We operated on 19 Duroc-Yorkshire piglets (2–3 weeks, 3–5 kg). Five underwent 30 min of BCP arrest during 1 h of CPB without hypoxia (control). Fourteen underwent 120 min of hypoxia (arterial pO₂ 20–30 mmHg) on ventilator before reoxygenation on CPB. Reflecting the clinical routine procedure, nine of them were reoxygenated on CPB for 5 min with high pO₂ (350–450 mmHg) followed by 30 min of BCP arrest (high pO₂) and 25 min of reoxygenation/reperfusion on CPB with high pO₂ levels (NoRx). Five others were put on CPB with pO₂ reduced to normoxic levels (pO₂ 100 mmHg) in CPB and BCP (Rx). Functional and biochemical measurements were made before hypoxia, as well as during and after reoxygenation.

Results.

In contrast to controls, NoRx resulted in a 40% decrease in antioxidant reserve capacity (P<0.01) at 4 mM t-butyl hydroperoxide (t-BHP), a 1212% increase in moycardial conjugated diene production during BCP induction (P<0.0003), a 1000% during reperfusion (P<0.002), a 36.1% and a 37.0% increase in coronary sinus blood conjugated dienes at 35 min (P<0.05) and 60 min (P<0.05) of reoxygenation. These biochemical changes were accompanied by a 79% reduction of left ventricular contractility (P<0.0003). Conversely, Rx led to an improvement in antioxidant reserve capacity (939±212 vs 1342±177 nmol/g protein; P<0.003), less conjugated diene production during BCP induction (15.5±6.1 vs 42.1±8.8 A₂₃₃nm/min per 100 g; P<0.003) and reperfusion (1.8±3.9 vs 22.0±5.5 A₂₃₃nm/min per 100 g; P<0.005), and to a significantly improved post bypass LV contractility (58±25 vs 21±5; P<0.0003).

Conclusions.

These data document that hypoxemic/reoxygenation injury occurs in acute hypoxic immature piglet hearts when reoxygenated on CPB with hyperoxic pO₂ (normal clinical practice).
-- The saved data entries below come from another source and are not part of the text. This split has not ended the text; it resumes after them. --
use std::time::Duration;
use tokio::sync::Mutex;
use tokio::time::Instant;
use tracing::debug;

/// Spaces requests to one web service at least `min_interval` apart.
///
/// One limiter is shared by every worker that talks to the service, so the
/// spacing holds across the whole pool.
#[derive(Debug)]
pub struct RateLimiter {
    service: &'static str,
    last_request: Mutex<Option<Instant>>,
    min_interval: Duration,
}

impl RateLimiter {
    pub fn new(service: &'static str, min_interval: Duration) -> Self {
        Self {
            service,
            last_request: Mutex::new(None),
            min_interval,
        }
    }

    /// Wait if necessary to comply with the rate limit
    pub async fn wait(&self) {
        let mut last = self.last_request.lock().await;

        if let Some(last_time) = *last {
            let elapsed = last_time.elapsed();
            if elapsed < self.min_interval {
                let wait_time = self.min_interval - elapsed;
                debug!("{} rate limiting: waiting {:?}", self.service, wait_time);
                tokio::time::sleep(wait_time).await;
            }
        }

        *last = Some(Instant::now());
    }
}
By lowering the antioxidant reserve capacity, hypoxemia seems to render the developing heart susceptible to reoxygenation damage, which occurs with the reintroduction of molecular oxygen, and is associated with free radical production, subsequent lipid peroxidation, and depressed post bypass LV function. Reduction of pO₂ during the initial reoxygenation period and during BCP arrest to normoxic levels resulted in a significant reduction of this oxygen-related damage and in much improved myocardial performance.